# WHAT NEEDS TO BE DONE
Locate the string "NotFound" in the records below. Copy every line where it occurs.

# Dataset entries
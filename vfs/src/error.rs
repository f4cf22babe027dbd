use crate::url::Url;

/// Errors that can occur during virtual file system operations.
///
/// The [`Vfs`](crate::Vfs) facade collapses these into empty results;
/// only direct users of a [`FileSource`](crate::FileSource) or a stream
/// observe them.
#[derive(Debug, thiserror::Error)]
pub enum VfsError {
    /// The requested path was not found in the source.
    #[error("not found: {0}")]
    NotFound(String),
    /// The backend cannot perform the requested operation.
    #[error("unsupported operation: {0}")]
    Unsupported(&'static str),
    /// Alias resolution exceeded the maximum chain depth (likely a cycle).
    #[error("alias resolution depth exceeded for {0}")]
    ResolutionDepthExceeded(Url),
    /// The archive container or one of its entries is malformed.
    #[error("corrupt archive: {0}")]
    CorruptArchive(String),
    /// A platform IO error.
    #[error("IO error: {0}")]
    Io(#[source] std::io::Error),
}

/// Shorthand result type for VFS operations.
pub type VfsResult<T> = Result<T, VfsError>;

impl From<std::io::Error> for VfsError {
    fn from(err: std::io::Error) -> Self {
        if err.kind() == std::io::ErrorKind::NotFound {
            VfsError::NotFound(err.to_string())
        } else {
            VfsError::Io(err)
        }
    }
}
use axum::extract::{Query, State};
use axum::http::HeaderMap;
use axum::routing::{get, post};
use axum::{Json, Router};
use serde::{Deserialize, Serialize};
use uuid::Uuid;

use hollowmere_session::SessionContext;
use hollowmere_world::MoveOutcome;

use crate::error::ApiError;
use crate::extract::resolve_session_id;
use crate::state::AppState;

use super::views::{location_view, LocationView};

pub fn router() -> Router<AppState> {
    Router::new()
        .route("/api/locations", get(current))
        .route("/api/travel", post(travel))
        .route("/api/location/scan", post(scan))
}

#[derive(Deserialize)]
struct SessionIdQuery {
    session_id: Option<Uuid>,
}

#[derive(Deserialize)]
struct SessionIdBody {
    #[serde(default)]
    session_id: Option<Uuid>,
}

async fn current(
    State(state): State<AppState>,
    headers: HeaderMap,
    Query(query): Query<SessionIdQuery>,
) -> Result<Json<LocationView>, ApiError> {
    let session_id = resolve_session_id(&headers, query.session_id)?;
    let entry = state.session(session_id)?;
    let session = entry.lock().await;
    Ok(Json(location_view(&session)))
}

#[derive(Deserialize)]
struct TravelRequest {
    #[serde(default)]
    session_id: Option<Uuid>,
    direction: String,
    #[serde(default)]
    approach: Option<String>,
}

#[derive(Serialize)]
struct TravelResponse {
    outcome: MoveOutcome,
    location: LocationView,
}

async fn travel(
    State(state): State<AppState>,
    headers: HeaderMap,
    Json(body): Json<TravelRequest>,
) -> Result<Json<TravelResponse>, ApiError> {
    let session_id = resolve_session_id(&headers, body.session_id)?;
    let entry = state.session(session_id)?;
    let mut guard = entry.lock().await;
    let session = &mut *guard;

    if session.in_combat() {
        return Err(ApiError::TravelInCombat);
    }

    let ctx = SessionContext {
        game_flags: &session.game_flags,
        quests: &session.quests,
        visited_locations: &session.visited_locations,
        character: &session.character,
    };
    let outcome = session.location.move_direction(
        &body.direction,
        body.approach.as_deref(),
        &mut session.character,
        &mut session.dice,
        &ctx,
    )?;

    session.quests.tick_time_limits(&session.scenario, session.turn);
    session.refresh_visited_cache();

    Ok(Json(TravelResponse { outcome, location: location_view(session) }))
}

#[derive(Serialize)]
struct DiscoveredLocation {
    id: String,
    name: String,
}

async fn scan(
    State(state): State<AppState>,
    headers: HeaderMap,
    Json(body): Json<SessionIdBody>,
) -> Result<Json<Vec<DiscoveredLocation>>, ApiError> {
    let session_id = resolve_session_id(&headers, body.session_id)?;
    let entry = state.session(session_id)?;
    let mut guard = entry.lock().await;
    let session = &mut *guard;

    let candidates: Vec<String> = session
        .scenario
        .locations
        .values()
        .filter(|loc| loc.hidden && !session.location.discovered_secrets().contains(&loc.id))
        .map(|loc| loc.id.clone())
        .collect();

    let mut discovered = Vec::new();
    for location_id in candidates {
        if session.location.check_discovery(&location_id, &session.character, &mut session.dice) {
            session.location.mark_discovered(&location_id);
            if let Some(location) = session.scenario.locations.get(&location_id) {
                discovered.push(DiscoveredLocation { id: location.id.clone(), name: location.name.clone() });
            }
        }
    }
    discovered.sort_by(|a, b| a.id.cmp(&b.id));
    Ok(Json(discovered))
}
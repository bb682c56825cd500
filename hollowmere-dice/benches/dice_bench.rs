use criterion::{criterion_group, criterion_main, Criterion};
use hollowmere_dice::{Advantage, Dice};

fn bench_roll(c: &mut Criterion) {
    let mut dice = Dice::from_seed(1);
    c.bench_function("roll_3d6+2", |b| {
        b.iter(|| dice.roll("3d6+2").unwrap());
    });
}

fn bench_d20(c: &mut Criterion) {
    let mut dice = Dice::from_seed(1);
    c.bench_function("roll_d20_advantage", |b| {
        b.iter(|| dice.roll_d20(3, Advantage::Advantage));
    });
}

criterion_group!(benches, bench_roll, bench_d20);
criterion_main!(benches);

# SOLUTION FOR THIS EXERCISE
    NotFound(String),
        if err.kind() == std::io::ErrorKind::NotFound {
            VfsError::NotFound(err.to_string())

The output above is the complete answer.